December 20th, 2005 at 1:24 pm
What I’d like to know is where on earth did they store all of this crap? I can’t even find a home in our garage for the extra-large cases of soda from Costco.
443 rolls of toilet paper… wow. And to think that my husband teases me when I buy the family-size 12-roll pack. (It was on sale! Honest!)
December 20th, 2005 at 9:50 pm
If these people are who I think they are, I saw the inside of that house, and……whoa. But the backyard? Pristine enough to be a Merchant-Ivory location. (If they’re not who I think they are, please forgive.)

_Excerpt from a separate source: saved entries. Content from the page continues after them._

//! Byte signatures and the registry that resolves them against a module.
//!
//! A signature is a byte sequence with a parallel match/wildcard mask. Two
//! text forms are accepted:
//!
//! - IDA style: `"48 8B ?? ?? C3"` where `??` (or `?`) is a wildcard
//! - code style: raw bytes plus a mask string such as `"xx??x"`

mod matcher;
mod registry;
mod set;

pub use matcher::*;
pub use registry::*;
pub use set::*;

use std::fmt;
use std::str::FromStr;

use crate::error::{Error, Result};

/// A masked byte signature. `None` entries are wildcards.
#[derive(Debug, Clone, PartialEq, Eq)]
pub struct Pattern {
    bytes: Vec<Option<u8>>,
}

impl Pattern {
    /// Build a pattern from a signature and a parallel mask
    /// (`true` = exact byte, `false` = wildcard).
    pub fn new(signature: &[u8], mask: &[bool]) -> Result<Self> {
        if signature.len() != mask.len() {
            return Err(Error::MaskLengthMismatch {
                signature: signature.len(),
                mask: mask.len(),
            });
        }

        let bytes = signature
            .iter()
            .zip(mask)
            .map(|(&byte, &exact)| exact.then_some(byte))
            .collect();
        Self::from_bytes(bytes)
    }

    /// Build a pattern from raw bytes and a code-style mask (`x` exact, `?` wildcard).
    pub fn from_code_style(signature: &[u8], mask: &str) -> Result<Self> {
        let mask = parse_mask(mask)?;
        Self::new(signature, &mask)
    }

    pub fn from_bytes(bytes: Vec<Option<u8>>) -> Result<Self> {
        if bytes.is_empty() {
            return Err(Error::EmptySignature);
        }
        Ok(Self { bytes })
    }

    pub fn len(&self) -> usize {
        self.bytes.len()
    }

    /// Always false; an empty pattern cannot be constructed.
    pub fn is_empty(&self) -> bool {
        self.bytes.is_empty()
    }

    pub fn bytes(&self) -> &[Option<u8>] {
        &self.bytes
    }

    /// Signature bytes with wildcard positions zeroed.
    pub fn signature(&self) -> Vec<u8> {
        self.bytes.iter().map(|b| b.unwrap_or(0)).collect()
    }

    pub fn mask(&self) -> Vec<bool> {
        self.bytes.iter().map(Option::is_some).collect()
    }

    /// Check a window of exactly `self.len()` bytes against the pattern.
    pub fn matches(&self, window: &[u8]) -> bool {
        window.len() == self.bytes.len()
            && self
                .bytes
                .iter()
                .zip(window)
                .all(|(expected, actual)| expected.is_none_or(|b| b == *actual))
    }

    /// First exact byte and its index, used to skip ahead with `memchr`.
    pub(crate) fn anchor(&self) -> Option<(usize, u8)> {
        self.bytes
            .iter()
            .enumerate()
            .find_map(|(i, b)| b.map(|value| (i, value)))
    }
}

impl FromStr for Pattern {
    type Err = Error;

    fn from_str(s: &str) -> Result<Self> {
        Self::from_bytes(parse_pattern(s)?)
    }
}

impl fmt::Display for Pattern {
    fn fmt(&self, f: &mut fmt::Formatter<'_>) -> fmt::Result {
        f.write_str(&format_pattern(&self.bytes))
    }
}

pub fn parse_pattern(pattern: &str) -> Result<Vec<Option<u8>>> {
    let mut bytes = Vec::new();
    for token in pattern.split_whitespace() {
        if token == "??" || token == "?" {
            bytes.push(None);
            continue;
        }

        if token.len() != 2 {
            return Err(Error::InvalidSignature(format!(
                "Invalid signature token '{}': expected two hex digits",
                token
            )));
        }

        let value = u8::from_str_radix(token, 16).map_err(|e| {
            Error::InvalidSignature(format!("Invalid signature token '{}': {}", token, e))
        })?;
        bytes.push(Some(value));
    }

    if bytes.is_empty() {
        return Err(Error::EmptySignature);
    }

    Ok(bytes)
}

/// Parse a code-style mask (`x` = exact, `?` = wildcard).
pub fn parse_mask(mask: &str) -> Result<Vec<bool>> {
    mask.chars()
        .map(|c| match c {
            'x' | 'X' => Ok(true),
            '?' => Ok(false),
            other => Err(Error::InvalidSignature(format!(
                "Invalid mask character '{}'",
                other
            ))),
        })
        .collect()
}

pub fn format_pattern(bytes: &[Option<u8>]) -> String {
    bytes
        .iter()
        .map(|b| match b {
            Some(value) => format!("{:02X}", value),
            None => "??".to_string(),
        })
        .collect::<Vec<_>>()
        .join(" ")
}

December 20th, 2005 at 10:00 pm
This isn’t the couple with the house that is beyond compare (but why have I never described it before?), although the male half of that pair could also be described as cadaverous.
No, this is a MUCH older man. The story about them is that once they had a party in the 70s and the usual suspects showed up expecting the usual beverages and were dismayed to find the chairs in a circle and the Cadaver serving milk and cookies.